Regulations take effect beginning April 2

PINELLAS COUNTY, Fla. -- Leaving a child in a hot car may seem like something no parent could ever do. But it happens. And the results are often deadly. According to the Department of Children and Families, the problem of kids being left in hot vehicles occurs accidently when a parent changes their routine. "Hot car deaths are a problem, maybe even an epidemic especially in our state. It’s something we are all concerned about," said Will Anderson, a father of two young girls. On Wednesday, police say a child died after being left inside a hot car at a Miami shopping plaza. Witnesses say the child's mother works nearby and forgot her child in the car.
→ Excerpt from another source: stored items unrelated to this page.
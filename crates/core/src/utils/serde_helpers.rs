//! Serde utility helpers for case-insensitive deserialization

/// Implements case-insensitive deserialization for a fieldless enum.
///
/// Usage:
/// ```ignore
/// impl_case_insensitive_deserialize!(
///     MyEnum,
///     Variant1 => "variant1",
///     Variant2 => "variant2"
/// );
/// ```
#[macro_export]
macro_rules! impl_case_insensitive_deserialize {
    ($enum_type:ty, $($variant:ident => $str_val:expr),+ $(,)?) => {
        impl<'de> serde::Deserialize<'de> for $enum_type {
            fn deserialize<D>(deserializer: D) -> std::result::Result<Self, D::Error>
            where
                D: serde::Deserializer<'de>,
            {
                let s = String::deserialize(deserializer)?;
                match s.to_lowercase().replace('-', "_").as_str() {
                    $(
                        $str_val => Ok(Self::$variant),
                    )+
                    _ => Err(serde::de::Error::custom(format!(
                        "unknown variant '{}', expected one of: {}",
                        s,
                        [$($str_val),+].join(", ")
                    ))),
                }
            }
        }
    };
}

#[cfg(test)]
mod tests {
    use serde::Serialize;

    #[derive(Debug, Clone, PartialEq, Eq, Serialize)]
    enum Strategy {
        SourceFile,
        Package,
    }

    impl_case_insensitive_deserialize!(
        Strategy,
        SourceFile => "source_file",
        Package => "package"
    );

    #[test]
    fn test_case_insensitive_deserialize() {
        let result: Strategy = serde_json::from_str(r#""package""#).unwrap();
        assert_eq!(result, Strategy::Package);

        let result: Strategy = serde_json::from_str(r#""PACKAGE""#).unwrap();
        assert_eq!(result, Strategy::Package);

        let result: Strategy = serde_json::from_str(r#""Source-File""#).unwrap();
        assert_eq!(result, Strategy::SourceFile);

        let result: Result<Strategy, _> = serde_json::from_str(r#""invalid""#);
        let err = result.unwrap_err().to_string();
        assert!(err.contains("unknown variant"));
        assert!(err.contains("expected one of: source_file, package"));
    }
}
Police say the mother performed CPR when she found her son in the backseat. It is unclear if she will face charges, but people who know the woman say she wasn't scheduled to work Wednesday and was called in on her day off. Starting April 2, DCF says counties can choose to enforce a new list of regulations when it comes to kids at childcare facilities. "We always want to protect children and that’s our number one priority," said Denay McLaughlin, the owner of Oak Crest Pre-school in Tarpon Springs. McLaughlin says her staff is already starting to implement the changes. One big requirement that is new: calling parents to ask where their child is if they don't show up within an hour of their scheduled drop off time. If they don't answer, employees must then call their emergency contacts. "Ultimately it comes back to the parents, if they call the schools and notify them that they are not going to be there then none of this would have to take place," said McLaughlin. Anderson is all for protecting children, but he is not sure the new rules are necessary. "There is no designated start time with daycare, I can drop my kids off whenever I want," Anderson said. "If you’re needlessly calling emergency contacts, it’s just that, it’s signaling to people that it’s an emergency, you were worrying people needlessly and causing undue stress." DCF says each county has the right to enforce the rules or not. The Pinellas County licensing board says it will. There is also a new regulation when it comes to picking children up. The parents or legal guardians must put in writing that someone not on the pick up list is getting their child from daycare. It can be through a text, e-mail or fax. There are a few other regulations going into effect on April 2, click here for the full list.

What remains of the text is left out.